JULIUS EVOLA TIMELINE

1898 (May 19):  Giulio Cesare Andrea (mainly known as Jules or Julius for most of his life) was born in Rome, Italy.

1914:  Evola met Giovanni Papini, who in turn introduced him to the founder of the Futurist movement Filippo Tommaso Marinetti.

1915:  Evola began painting. His Sensorial Idealism period began.

1916:  Tristan Tzara, Hugo Ball and others created the Cabaret Voltaire in Zurich.

1918:  Upon returning from WWI, Evola had a spiritual crisis and contemplated suicide. Reading the early Buddhist text titled Majjhimanikàjo helped him recover temporarily.

1919:  Evola exhibited his Futurist works at the Grand National Futurist Exhibition.

1920:  Evola adhered to the Dadaist movement and corresponded with Tristan Tzara.

1920:  His adherence to Dada was the beginning of his Mystic Abstract period. Interior Landscape, 10:30 and Abstraction belong to this period.

1920 (January):  The first exhibition focusing solely on Evola’s paintings took place at the Bragaglia Art House.

1920:  Evola published a pamphlet, Abstract Art, in the Collection Dada series.

1921 (January):  Evola’s first exhibition abroad, at Berlin’s Der Sturm Art Gallery

1921 (May 9):  Evola’s art was exhibited at the Grotte dell’Augusteo in Rome.

1923:  More fascinated by philosophy and mysticism, Evola abandoned painting altogether.

1925:  Evola’s Philosophical Period began.

1925:  Evola published Essays on Magical Idealism.

1934:  Evola published Revolt Against the Modern World. 

1945:  In Vienna, Evola was hit by shrapnel during a Russian bombing and remained paralyzed from the waist down.

1958:  Evola’s book Metaphysics of Sex was published, and Evola began painting again, this time on themes connected to sex and women.

1963:  Art historian Enrico Crispolti organised a retrospective of Evola’s work at La Medusa gallery in Roma.
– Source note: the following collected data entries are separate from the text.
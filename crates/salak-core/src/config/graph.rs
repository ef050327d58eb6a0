//! Extends graph construction and analysis
//!
//! Builds a petgraph view of a [`LayerRegistry`] where an edge `child → parent`
//! means "child extends parent". Used to validate a whole registry up front,
//! to order layers parents-first, and to answer reverse lookups ("which layers
//! extend this one?").
//!
//! # Example
//!
//! ```
//! use salak_core::config::{ConfigLayer, LayerGraph, LayerRegistry};
//!
//! let registry = LayerRegistry::try_from(vec![
//!     ConfigLayer::new("react").with_extends(["es6"]),
//!     ConfigLayer::new("es6"),
//! ])?;
//!
//! let graph = LayerGraph::from_registry(&registry);
//! assert_eq!(graph.topological_order()?, vec!["es6", "react"]);
//! assert_eq!(graph.dependents("es6"), vec!["react"]);
//! # Ok::<(), salak_core::ConfigError>(())
//! ```

use super::registry::LayerRegistry;
use crate::error::ConfigError;
use petgraph::Direction;
use petgraph::algo::{kosaraju_scc, toposort};
use petgraph::graph::{DiGraph, NodeIndex};
use petgraph::visit::{Dfs, EdgeRef};
use std::collections::{HashMap, HashSet};
use tracing::trace;

/// An `extends` entry naming a layer that is not registered
#[derive(Debug, Clone, PartialEq, Eq)]
pub struct UnknownReference {
    /// Layer whose `extends` holds the reference
    pub layer: String,
    /// The unregistered name
    pub missing: String,
}

/// Directed graph of the `extends` relation
pub struct LayerGraph {
    /// Node = layer name, edge weight = position in the child's `extends`
    graph: DiGraph<String, usize>,
    node_map: HashMap<String, NodeIndex>,
    unknown: Vec<UnknownReference>,
}

impl LayerGraph {
    /// Build the graph for every layer in `registry`
    ///
    /// Nodes are added in registry order. References to unregistered layers
    /// are recorded instead of becoming edges.
    pub fn from_registry(registry: &LayerRegistry) -> Self {
        let mut graph = DiGraph::new();
        let mut node_map = HashMap::new();

        for name in registry.names() {
            let idx = graph.add_node(name.to_string());
            node_map.insert(name.to_string(), idx);
        }

        let mut unknown = Vec::new();
        for layer in registry.layers() {
            let from = node_map[&layer.name];
            for (position, parent) in layer.extends.iter().enumerate() {
                match node_map.get(parent) {
                    Some(&to) => {
                        graph.add_edge(from, to, position);
                    }
                    None => unknown.push(UnknownReference {
                        layer: layer.name.clone(),
                        missing: parent.clone(),
                    }),
                }
            }
        }

        trace!(
            "Built extends graph with {} layers and {} edges",
            graph.node_count(),
            graph.edge_count()
        );

        Self {
            graph,
            node_map,
            unknown,
        }
    }

    /// `extends` entries that name unregistered layers, in registry order
    pub fn unknown_references(&self) -> &[UnknownReference] {
        &self.unknown
    }

    /// Every cycle in the graph
    ///
    /// Each cycle starts at its earliest-registered layer and follows
    /// `extends` in listed order, the same order a resolution from that layer
    /// would walk.
    pub fn find_cycles(&self) -> Vec<Vec<String>> {
        let mut cycles: Vec<Vec<String>> = kosaraju_scc(&self.graph)
            .into_iter()
            .filter(|scc| {
                scc.len() > 1 || (scc.len() == 1 && self.graph.contains_edge(scc[0], scc[0]))
            })
            .map(|scc| self.ordered_cycle(&scc))
            .collect();

        cycles.sort_by_key(|cycle| {
            cycle
                .first()
                .and_then(|name| self.node_map.get(name))
                .map(|idx| idx.index())
        });
        cycles
    }

    /// Walk from the earliest member of a strongly connected component back to it
    fn ordered_cycle(&self, scc: &[NodeIndex]) -> Vec<String> {
        let members: HashSet<NodeIndex> = scc.iter().copied().collect();
        let Some(&start) = scc.iter().min() else {
            return Vec::new();
        };

        let mut seen = HashSet::from([start]);
        // (layer, its parents in `extends` order, next parent to try)
        let mut stack = vec![(start, self.parents_in_order(start), 0usize)];

        while let Some((_, parents, next)) = stack.last_mut() {
            let Some(&parent) = parents.get(*next) else {
                stack.pop();
                continue;
            };
            *next += 1;

            if parent == start {
                return stack
                    .iter()
                    .map(|(node, _, _)| self.graph[*node].clone())
                    .collect();
            }
            if members.contains(&parent) && seen.insert(parent) {
                stack.push((parent, self.parents_in_order(parent), 0));
            }
        }

        Vec::new()
    }

    /// Direct parents in `extends` order
    fn parents_in_order(&self, node: NodeIndex) -> Vec<NodeIndex> {
        let mut edges: Vec<(usize, NodeIndex)> = self
            .graph
            .edges_directed(node, Direction::Outgoing)
            .map(|edge| (*edge.weight(), edge.target()))
            .collect();
        edges.sort_by_key(|(position, _)| *position);
        edges.into_iter().map(|(_, target)| target).collect()
    }

    /// First problem in the registry, if any
    ///
    /// Unknown references are reported before cycles.
    pub fn validate(&self) -> Result<(), ConfigError> {
        if let Some(reference) = self.unknown.first() {
            return Err(ConfigError::unknown_layer(
                &reference.missing,
                &reference.layer,
            ));
        }

        if let Some(cycle) = self.find_cycles().into_iter().next() {
            return Err(ConfigError::CyclicExtends { cycle });
        }

        Ok(())
    }

    /// Layers ordered so every parent comes before the layers extending it
    ///
    /// # Errors
    ///
    /// Returns `CyclicExtends` if the graph contains cycles.
    pub fn topological_order(&self) -> Result<Vec<String>, ConfigError> {
        match toposort(&self.graph, None) {
            Ok(sorted) => {
                let mut result: Vec<String> = sorted
                    .into_iter()
                    .map(|idx| self.graph[idx].clone())
                    .collect();
                // Edges point child → parent, so toposort yields children first
                result.reverse();
                Ok(result)
            }
            Err(_) => {
                let cycle = self.find_cycles().into_iter().next().unwrap_or_default();
                Err(ConfigError::CyclicExtends { cycle })
            }
        }
    }

    /// Layers that directly extend `name`
    pub fn dependents(&self, name: &str) -> Vec<&str> {
        let Some(&idx) = self.node_map.get(name) else {
            return Vec::new();
        };

        let mut dependents: Vec<NodeIndex> = self
            .graph
            .edges_directed(idx, Direction::Incoming)
            .map(|edge| edge.source())
            .collect();
        dependents.sort();
        dependents.dedup();
        dependents
            .into_iter()
            .map(|source| self.graph[source].as_str())
            .collect()
    }

    /// Every layer reachable through `extends` from `name`, excluding itself
    pub fn ancestors(&self, name: &str) -> Vec<&str> {
        let Some(&idx) = self.node_map.get(name) else {
            return Vec::new();
        };

        let mut ancestors = Vec::new();
        let mut dfs = Dfs::new(&self.graph, idx);
        while let Some(node) = dfs.next(&self.graph) {
            if node != idx {
                ancestors.push(node);
            }
        }
        ancestors.sort();
        ancestors
            .into_iter()
            .map(|node| self.graph[node].as_str())
            .collect()
    }

    pub fn node_count(&self) -> usize {
        self.graph.node_count()
    }

    pub fn edge_count(&self) -> usize {
        self.graph.edge_count()
    }
}

#[cfg(test)]
mod tests {
    use super::*;
    use crate::config::layer::ConfigLayer;

    fn graph_of(layers: Vec<ConfigLayer>) -> LayerGraph {
        LayerGraph::from_registry(&LayerRegistry::try_from(layers).unwrap())
    }

    #[test]
    fn test_edges_and_unknown_references() {
        let graph = graph_of(vec![
            ConfigLayer::new("a").with_extends(["b", "ghost"]),
            ConfigLayer::new("b"),
        ]);

        assert_eq!(graph.node_count(), 2);
        assert_eq!(graph.edge_count(), 1);
        assert_eq!(
            graph.unknown_references(),
            &[UnknownReference {
                layer: "a".to_string(),
                missing: "ghost".to_string(),
            }]
        );
        assert_eq!(graph.validate(), Err(ConfigError::unknown_layer("ghost", "a")));
    }

    #[test]
    fn test_topological_order_puts_parents_first() {
        let graph = graph_of(vec![
            ConfigLayer::new("salak").with_extends(["salak/error", "salak/general"]),
            ConfigLayer::new("salak/general").with_extends(["eslint:recommended"]),
            ConfigLayer::new("salak/error"),
            ConfigLayer::new("eslint:recommended"),
        ]);

        let order = graph.topological_order().unwrap();
        let pos = |name: &str| order.iter().position(|n| n == name).unwrap();

        assert!(pos("eslint:recommended") < pos("salak/general"));
        assert!(pos("salak/general") < pos("salak"));
        assert!(pos("salak/error") < pos("salak"));
    }

    #[test]
    fn test_find_cycles_ordered_from_earliest_layer() {
        let graph = graph_of(vec![
            ConfigLayer::new("ok"),
            ConfigLayer::new("a").with_extends(["ok", "c"]),
            ConfigLayer::new("b").with_extends(["a"]),
            ConfigLayer::new("c").with_extends(["b"]),
            ConfigLayer::new("self").with_extends(["self"]),
        ]);

        let cycles = graph.find_cycles();
        assert_eq!(
            cycles,
            vec![
                vec!["a".to_string(), "c".to_string(), "b".to_string()],
                vec!["self".to_string()],
            ]
        );
        assert_eq!(
            graph.validate(),
            Err(ConfigError::CyclicExtends {
                cycle: vec!["a".to_string(), "c".to_string(), "b".to_string()]
            })
        );
        assert!(graph.topological_order().is_err());
    }

    #[test]
    fn test_dependents_and_ancestors() {
        let graph = graph_of(vec![
            ConfigLayer::new("es6"),
            ConfigLayer::new("react").with_extends(["es6"]),
            ConfigLayer::new("node").with_extends(["es6", "es6"]),
            ConfigLayer::new("app").with_extends(["react"]),
        ]);

        assert_eq!(graph.dependents("es6"), vec!["react", "node"]);
        assert_eq!(graph.ancestors("app"), vec!["es6", "react"]);
        assert!(graph.ancestors("es6").is_empty());
        assert!(graph.dependents("missing").is_empty());
    }

    #[test]
    fn test_long_cycle_is_ordered_without_recursion() {
        let depth = 20_000;
        let layers = (0..depth)
            .map(|level| {
                ConfigLayer::new(format!("layer-{level}"))
                    .with_extends([format!("layer-{}", (level + 1) % depth)])
            })
            .collect();

        let cycles = std::thread::Builder::new()
            .stack_size(256 * 1024)
            .spawn(move || graph_of(layers).find_cycles())
            .unwrap()
            .join()
            .unwrap();

        assert_eq!(cycles.len(), 1);
        assert_eq!(cycles[0].len(), depth);
        assert_eq!(cycles[0][0], "layer-0");
        assert_eq!(cycles[0][1], "layer-1");
    }
}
1974 (June 11):  Evola died in Rome, in his home (197, Corso Vittorio Emanuele).

BIOGRAPHY

Giulio Cesare Andrea Evola (1898-1974), [Image at right] known to most as Julius Evola, was an occultist, philosopher, expert on Eastern religions and political thinker, who characterised Italian conservative thought throughout the twentieth century. Born into a Catholic family, son of Sicilian parents. Vincenzo Evola (1854-1944) and Concetta Mangiapane (1865-1956), Evola seems to have opposed Christian religion since his early teenage years, when he discovered the writings of Otto Weininger (1880-1903) and Friedrich Nietzsche (1844-1900). In his own words, he “spent entire days in [his] library, in a dense but free reading regime” (Evola 1963:5).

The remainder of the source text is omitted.